В этом деле у него были превосходные помощники. Окружавшие его бельгийские изгнанники и французские гугеноты с нетерпением ждали случаи сослужить ему службу. Страстное желание снова увидеть родную землю, отомстить испанцам, дать восторжествовать своим политическим и религиозным идеалам сделало их ревностными приверженцами принца Оранского. Их дело было для них его делом, и от него зависело осуществление их надежд. Все эти группировавшиеся в космополитическом окружении принца люди, сколь бы различны они ни были по своему происхождению, характеру, стремлениям и личным страстям, сходились в одном основном пункте: все они были убежденными приверженцами политических идей, возникших в лоне французского кальвинизма примерно в период Варфоломеевской ночи[378]. Как Отман и Беза, они осуждали королевский абсолютизм во имя прав народа. Они открыто провозглашали право на восстание против тирании государя как в том случае, когда эта тирания выражается в системе управления, так и в том случае, когда подавляется свобода совести.

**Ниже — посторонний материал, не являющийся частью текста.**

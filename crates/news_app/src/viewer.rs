use std::io;
use std::process::{Child, Command, ExitStatus, Stdio};
use std::thread::{self, JoinHandle};

use news_core::NewsArticle;
use news_logging::{news_debug, news_info};
use thiserror::Error;
use url::Url;

#[derive(Debug, Error)]
pub enum OpenError {
    #[error("article url {url:?} is not a valid absolute url: {source}")]
    InvalidUrl {
        url: String,
        #[source]
        source: url::ParseError,
    },
    #[error("no viewer available ({0} not found)")]
    NoViewer(String),
    #[error("viewer failed to start: {0}")]
    Io(#[from] io::Error),
}

/// External viewer a selected article is routed to.
pub trait Viewer {
    fn open(&self, url: &Url) -> Result<(), OpenError>;
}

/// Launches a program with the url as its last argument.
#[derive(Debug, Clone)]
pub struct CommandViewer {
    program: String,
    args: Vec<String>,
}

impl CommandViewer {
    pub fn new(program: impl Into<String>, args: Vec<String>) -> Self {
        Self {
            program: program.into(),
            args,
        }
    }

    /// The desktop's default URL handler.
    pub fn platform_default() -> Self {
        if cfg!(target_os = "windows") {
            Self::new(
                "cmd",
                vec!["/C".to_string(), "start".to_string(), String::new()],
            )
        } else if cfg!(target_os = "macos") {
            Self::new("open", Vec::new())
        } else {
            Self::new("xdg-open", Vec::new())
        }
    }

    /// Starts the viewer and waits for it on a detached thread so the child
    /// is reaped once it exits.
    fn launch(&self, url: &Url) -> Result<JoinHandle<io::Result<ExitStatus>>, OpenError> {
        let spawned = Command::new(&self.program)
            .args(&self.args)
            .arg(url.as_str())
            .stdin(Stdio::null())
            .stdout(Stdio::null())
            .stderr(Stdio::null())
            .spawn();
        match spawned {
            Ok(child) => Ok(thread::spawn(move || reap(child))),
            Err(err) if err.kind() == io::ErrorKind::NotFound => {
                Err(OpenError::NoViewer(self.program.clone()))
            }
            Err(err) => Err(err.into()),
        }
    }
}

fn reap(mut child: Child) -> io::Result<ExitStatus> {
    let status = child.wait()?;
    news_debug!("Viewer exited with {}", status);
    Ok(status)
}

impl Viewer for CommandViewer {
    fn open(&self, url: &Url) -> Result<(), OpenError> {
        self.launch(url).map(|_| ())
    }
}

/// Routes a selected article to `viewer`.
pub fn open_article(viewer: &dyn Viewer, article: &NewsArticle) -> Result<(), OpenError> {
    let url = Url::parse(article.url()).map_err(|source| OpenError::InvalidUrl {
        url: article.url().to_string(),
        source,
    })?;
    news_info!("Opening article {}", url);
    viewer.open(&url)
}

Этот последний, пункт был мостом, соединявшим политические теории повстанцев с их вероучением. Так как они принадлежали к гонимой церкви, они требовали как своего естественного права свободы отправления своего богослужения. Они не допускали, чтобы государь мог навязывать свою веру своим подданным! Еще до опубликования книги «Vindiciae contra tyrannos» (1579) они единодушно признавали изложенные в ней принципы. В этом нет ничего удивительного, так как автор этой известной книги Дюплесси-Морнэ находился в постоянных сношениях с ними. По его убеждению, так же как и по их убеждению, государь только в том случае может требовать повиновения, если он сам повинуется закону божию, начертанному в библии. Он может терпеть заблуждения, но ему не может быть позволено угнетать истинную, т. е. протестантскую веру. Сопротивление в таком случае становится абсолютной обязанностью, и это тем более справедливо, что если бог избирает кесаря, зато только народ дает ему власть. «Государи существуют и венчаются на царство для своих подданных, а не подданные существуют для своих государей»[379]. О другой стороны, сам народ как таковой не имеет права поднимать восстания, ибо народ — это многоголовая гидра, bellua inmimerorum capitum. Предоставленный самому себе, он дошел бы до анархии. Но организации, которым он передал свою власть, т. е. представляющие его штаты и советы, обязаны вступиться за его благо. Их деятельность должна заменить деятельность народа, и только она одна законна.
Основной смысл этой одновременно либеральной и аристократической теории состоял в том, чтобы поставить повсюду во главе государства парламент.
Следовательно в применении к Нидерландам эта теория требовала подчинения воли государя воле генеральных штатов. Хотя последние и являются всего лишь собранием провинциальных штатов, хотя их члены принадлежат лишь к трем привилегированным сословиям народа — духовенству, дворянству и буржуазии, — тем не менее эта теория считала их народным представительством и даже представительством всего народа в целом. Они представляли согласно этой теории не множество независимых друг от друга территорий, а одно общее отечество, состоящее из 17 провинций. Эта точка зрения была диаметрально противоположна местному партикуляризму. Подобно тому как королевский авторитет распространяется на всех подданных, точно так же власть генеральных штатов простирается на всех граждан совершенно независимо от того, на какие бы исторические группы они не делились. Несмотря на разнообразие различных отдельных привилегий, несмотря на множество обычаев и на различие наречий Нидерланды составляют определенное политическое единство, а не конгломерат самостоятельных княжеств. Разве Филипп Добрый не возвел их в ранг государства и разве он не заслужил звания «отца народа» созданием генеральных штатов, которые он придал себе в помощь?[380]